HDU4609 计数问题+FFT

Posted 2020-10-10

题目大意：

给出n(1e5)条线段(长度为整数，<=1e5)，求任取3条线段能组成一个三角形的概率。

用cnt[i]记录长度为i的线段的个数，通过卷积可以计算出两条线段长度之和为i的方案数sum[i]：先用FFT计算出cnt[i]的卷积sum[i]，为取两条线段长度和为i的排列数（包括自己和自己），去掉自己和自己的方案数，再对所有sum[i]除以2即为所求方案数。

之后对所有线段a[i]有大到小排列，考虑第i条线段是三角形最长边的情况（长度相同则将编号大的视为更长，就没有长度相同的情况了。实际计算时无影响）。首先是sum[i + 1] + sum[i + 2] + ... + sum[len - 1]，即其他两边之和要大于他的方案数。然后去掉：1.另两边有一条比他大，有一条比他小。 2.两条都比他长。 3.有一条是他自己。这三种情况。

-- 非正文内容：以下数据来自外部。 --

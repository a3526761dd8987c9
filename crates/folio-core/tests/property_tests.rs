//! Property-based tests for the viewport controller
//!
//! Uses proptest to check the invariants that must hold for any input
//! sequence: header threshold, single active section, scroll lock
//! exclusivity and spring convergence.

use std::time::Duration;

use folio_core::{
    FolioConfig, MenuEvent, MenuMachine, MenuState, Point, ScrollLock, ScrollTracker,
    SectionConfig, SectionId, SectionRect, SectionTracker, Spring, Spring2, SpringConfig,
    ViewportController, ViewportEvent, ViewportSize,
};
use proptest::prelude::*;

const SECTIONS: [&str; 5] = ["about", "tech", "experience", "projects", "contact"];

fn section_ids() -> Vec<SectionId> {
    SECTIONS.iter().map(|s| SectionId::parse(s).unwrap()).collect()
}

// ============================================================================
// Strategy Generators
// ============================================================================

/// Scroll offsets, including the odd negative value from overscroll
fn offset_strategy() -> impl Strategy<Value = f64> {
    prop_oneof![
        4 => 0.0..5000.0f64,
        1 => -200.0..0.0f64,
        1 => Just(20.0),
    ]
}

/// Section index into `SECTIONS`
fn section_strategy() -> impl Strategy<Value = usize> {
    0..SECTIONS.len()
}

/// Geometry for the whole page at some scroll position
fn geometry_strategy() -> impl Strategy<Value = Vec<(usize, f64, f64)>> {
    prop::collection::vec((section_strategy(), -3000.0..3000.0f64, 1.0..2000.0f64), 0..6)
}

fn menu_event_strategy() -> impl Strategy<Value = MenuEvent> {
    prop_oneof![
        3 => Just(MenuEvent::Toggle),
        1 => section_strategy().prop_map(|i| MenuEvent::Navigate(section_ids()[i].clone())),
        1 => Just(MenuEvent::NavigateHome),
        1 => Just(MenuEvent::OutsideClick),
        1 => Just(MenuEvent::Escape),
        1 => Just(MenuEvent::Widened),
        2 => (-100.0..100.0f64, any::<bool>())
            .prop_map(|(delta, narrow)| MenuEvent::Scrolled { delta, narrow }),
    ]
}

/// Mixed controller input
#[derive(Debug, Clone)]
enum Input {
    Scroll(f64),
    Geometry(Vec<(usize, f64, f64)>),
    Crossing(usize),
    Menu(MenuEvent),
    Pointer(f64, f64),
}

fn input_strategy() -> impl Strategy<Value = Input> {
    prop_oneof![
        3 => offset_strategy().prop_map(Input::Scroll),
        2 => geometry_strategy().prop_map(Input::Geometry),
        1 => section_strategy().prop_map(Input::Crossing),
        2 => menu_event_strategy().prop_map(Input::Menu),
        2 => (-100.0..2000.0f64, -100.0..1200.0f64).prop_map(|(x, y)| Input::Pointer(x, y)),
    ]
}

fn spring_strategy() -> impl Strategy<Value = SpringConfig> {
    prop_oneof![
        Just(SpringConfig::new(200.0, 25.0, 0.5)),
        Just(SpringConfig::new(400.0, 35.0, 0.3)),
        Just(SpringConfig::new(80.0, 30.0, 1.0)),
    ]
}

// ============================================================================
// Property Tests
// ============================================================================

proptest! {
    /// The header flag always reflects the latest offset against the threshold
    #[test]
    fn scrolled_flag_tracks_latest_offset(offsets in prop::collection::vec(offset_strategy(), 1..50)) {
        let mut tracker = ScrollTracker::new(20.0);
        for offset in &offsets {
            tracker.on_scroll(*offset);
            prop_assert_eq!(tracker.is_scrolled(), *offset > 20.0);
        }
    }

    /// At most one section is active, it is always registered, and once
    /// something is active it never goes back to nothing
    #[test]
    fn single_registered_active_section(
        frames in prop::collection::vec(geometry_strategy(), 1..30),
        crossings in prop::collection::vec(prop::option::of(section_strategy()), 1..30),
    ) {
        let ids = section_ids();
        let mut tracker = SectionTracker::new(SectionConfig::default(), ids.clone()).unwrap();
        let viewport = ViewportSize::new(1280.0, 900.0).unwrap();
        let mut ever_active = false;

        for (frame, crossing) in frames.iter().zip(crossings.iter().cycle()) {
            let rects: Vec<SectionRect> = frame
                .iter()
                .map(|(i, top, height)| SectionRect::new(ids[*i].clone(), *top, *height))
                .collect();
            tracker.measure(viewport, &rects);
            if let Some(i) = crossing {
                tracker.observe_crossing(&ids[*i]).unwrap();
            }

            let active_count = ids.iter().filter(|id| tracker.is_active(id)).count();
            prop_assert!(active_count <= 1);
            if let Some(active) = tracker.active() {
                prop_assert!(ids.contains(active));
                ever_active = true;
            } else {
                prop_assert!(!ever_active, "active section was cleared");
            }
        }
    }

    /// The page is locked exactly while the drawer is open
    #[test]
    fn lock_held_iff_menu_open(events in prop::collection::vec(menu_event_strategy(), 0..60)) {
        let lock = ScrollLock::new();
        let mut menu = MenuMachine::new(lock.clone(), 20.0);
        for event in events {
            menu.handle(event);
            prop_assert_eq!(lock.is_locked(), menu.state() == MenuState::Open);
            prop_assert!(lock.holders() <= 1);
        }
        drop(menu);
        prop_assert!(!lock.is_locked());
    }

    /// Same invariant through the full controller with mixed input
    #[test]
    fn controller_snapshot_is_consistent(inputs in prop::collection::vec(input_strategy(), 0..80)) {
        let ids = section_ids();
        let lock = ScrollLock::new();
        let mut controller = ViewportController::new(
            FolioConfig::default(),
            ids.clone(),
            ViewportSize::new(600.0, 900.0),
            lock.clone(),
        )
        .unwrap();

        for input in inputs {
            match input {
                Input::Scroll(offset_y) => {
                    controller.handle(ViewportEvent::Scroll { offset_y });
                }
                Input::Geometry(frame) => {
                    let rects = frame
                        .into_iter()
                        .map(|(i, top, height)| SectionRect::new(ids[i].clone(), top, height))
                        .collect();
                    controller.handle(ViewportEvent::SectionGeometry(rects));
                }
                Input::Crossing(i) => {
                    controller.handle(ViewportEvent::Intersection(ids[i].clone()));
                }
                Input::Menu(event) => {
                    controller.handle(ViewportEvent::Menu(event));
                }
                Input::Pointer(x, y) => {
                    controller.handle(ViewportEvent::PointerMove(Point::new(x, y)));
                }
            }
            controller.tick(Duration::from_millis(16));

            let snap = controller.snapshot();
            prop_assert_eq!(snap.scroll_locked, snap.menu_open());
            prop_assert_eq!(lock.is_locked(), snap.menu_open());
            prop_assert!(snap.offset_y >= 0.0);
            prop_assert!((-1.0..=601.0).contains(&snap.cursor.ring.x));
        }
    }

    /// Every spring settles exactly on its target
    #[test]
    fn spring_converges(
        config in spring_strategy(),
        start in -2000.0..2000.0f64,
        target in -2000.0..2000.0f64,
        frame_ms in 4u64..50,
    ) {
        let mut spring = Spring::new(config, start);
        spring.set_target(target);
        let mut elapsed = Duration::ZERO;
        while spring.step(Duration::from_millis(frame_ms)) {
            elapsed += Duration::from_millis(frame_ms);
            prop_assert!(elapsed < Duration::from_secs(10), "spring never settled");
        }
        prop_assert_eq!(spring.position(), target);
        prop_assert_eq!(spring.velocity(), 0.0);
    }

    /// Overdamped springs approach the target without overshooting it
    #[test]
    fn spring_does_not_overshoot(
        config in spring_strategy(),
        target in 1.0..2000.0f64,
    ) {
        let mut spring = Spring2::new(config, Point::new(0.0, 0.0));
        spring.set_target(Point::new(target, target));
        for _ in 0..600 {
            spring.step(Duration::from_millis(16));
            let p = spring.position();
            prop_assert!(p.x <= target + 1e-6);
            prop_assert!(p.y <= target + 1e-6);
        }
    }
}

要注意有些地方爆int。还有len的计算要注意边界（一直wa，wa了半天）。

#include <cstdio>
#include <cstring>
#include <algorithm>
#include <cmath>
using namespace std;

const double pi = acos(-1);

struct Complex{
    double real, imag;
    Complex (){}
    Complex (double _real, double _imag){
        real = _real;
        imag = _imag;
    }
};

Complex operator + (Complex x, Complex y){
    return Complex(x.real + y.real, x.imag + y.imag);
}

Complex operator - (Complex x, Complex y){
    return Complex(x.real - y.real, x.imag - y.imag);
}

Complex operator * (Complex x, Complex y){
    return Complex(x.real * y.real - x.imag * y.imag, x.real * y.imag + x.imag * y.real);
}

Complex operator / (Complex x, double y){
    return Complex(x.real / y, x.imag / y);
}

int reverse(int x, int len){
    int t = 0;
    for (int i = 1; i < len; i <<= 1){
        t <<= 1;
        if (x & i) t |= 1;
    }
    return t;
}

Complex A[400010];
void FFT(Complex *a, int n, int DFT){
    for (int i = 0; i < n; ++i) A[reverse(i, n)] = a[i];
    for (int i = 2; i <= n; i <<= 1){
        Complex wn = Complex(cos(2 * pi / i), DFT * sin(2 * pi / i));
        for (int j = 0; j < n; j += i){
            Complex w = Complex(1, 0);
            for (int k = 0; k < (i >> 1); ++k){
                Complex x = A[j + k];
                Complex y = w * A[j + k + (i >> 1)];
                A[j + k] = x + y;
                A[j + k + (i >> 1)] = x - y;
                w = w * wn;
            }
        }
    }
    if (DFT == -1) for (int i = 0; i < n; ++i) A[i] = A[i] / n;
    for (int i = 0; i < n; ++i) a[i] = A[i];
}

int T, n;
int a[400010];
int cnt[400010];
Complex B[400010];
long long sum[400010];

int main(){

    scanf("%d", &T);
    while (T--){
        scanf("%d", &n);
        int maxL = 0;
        memset(cnt, 0, sizeof(cnt));
        memset(sum, 0, sizeof(sum));
        for (int i = 0; i < n; ++i){
            scanf("%d", a + i);
            if (a[i] > maxL) maxL = a[i];
            ++cnt[a[i]];
        }
        int len = 1;
        while (len <= maxL * 2) len <<= 1;
        for (int i = 0; i <= maxL; ++i) B[i] = Complex(cnt[i], 0);
        for (int i = maxL + 1; i < len; ++i) B[i] = Complex(0, 0);
        FFT(B, len, 1);
        for (int i = 0; i < len; ++i) B[i] = B[i] * B[i];
        FFT(B, len, -1);
        for (int i = 0; i < len; ++i) sum[i] = (long long)(B[i].real + 0.5);
        for (int i = 0; i < n; ++i) --sum[a[i] + a[i]];
        for (int i = 0; i < len; ++i) sum[i] >>= 1;
        for (int i = len - 2; i >= 0; --i) sum[i] += sum[i + 1];
        sort(a, a + n);
        long long ans = 0;
        for (int i = 0; i < n; ++i){
            long long tmp = sum[a[i] + 1];
            tmp -= ((long long)n - i - 1) * i;
            tmp -= ((long long)n - i - 1) * (n - i - 2) / 2LL;
            tmp -= n - 1;
            ans += tmp;
        }
        double Ans = (double)ans * 6.0 / n / (n - 1) / (n - 2);
        printf("%.7f\n", Ans);
    }

    return 0;
}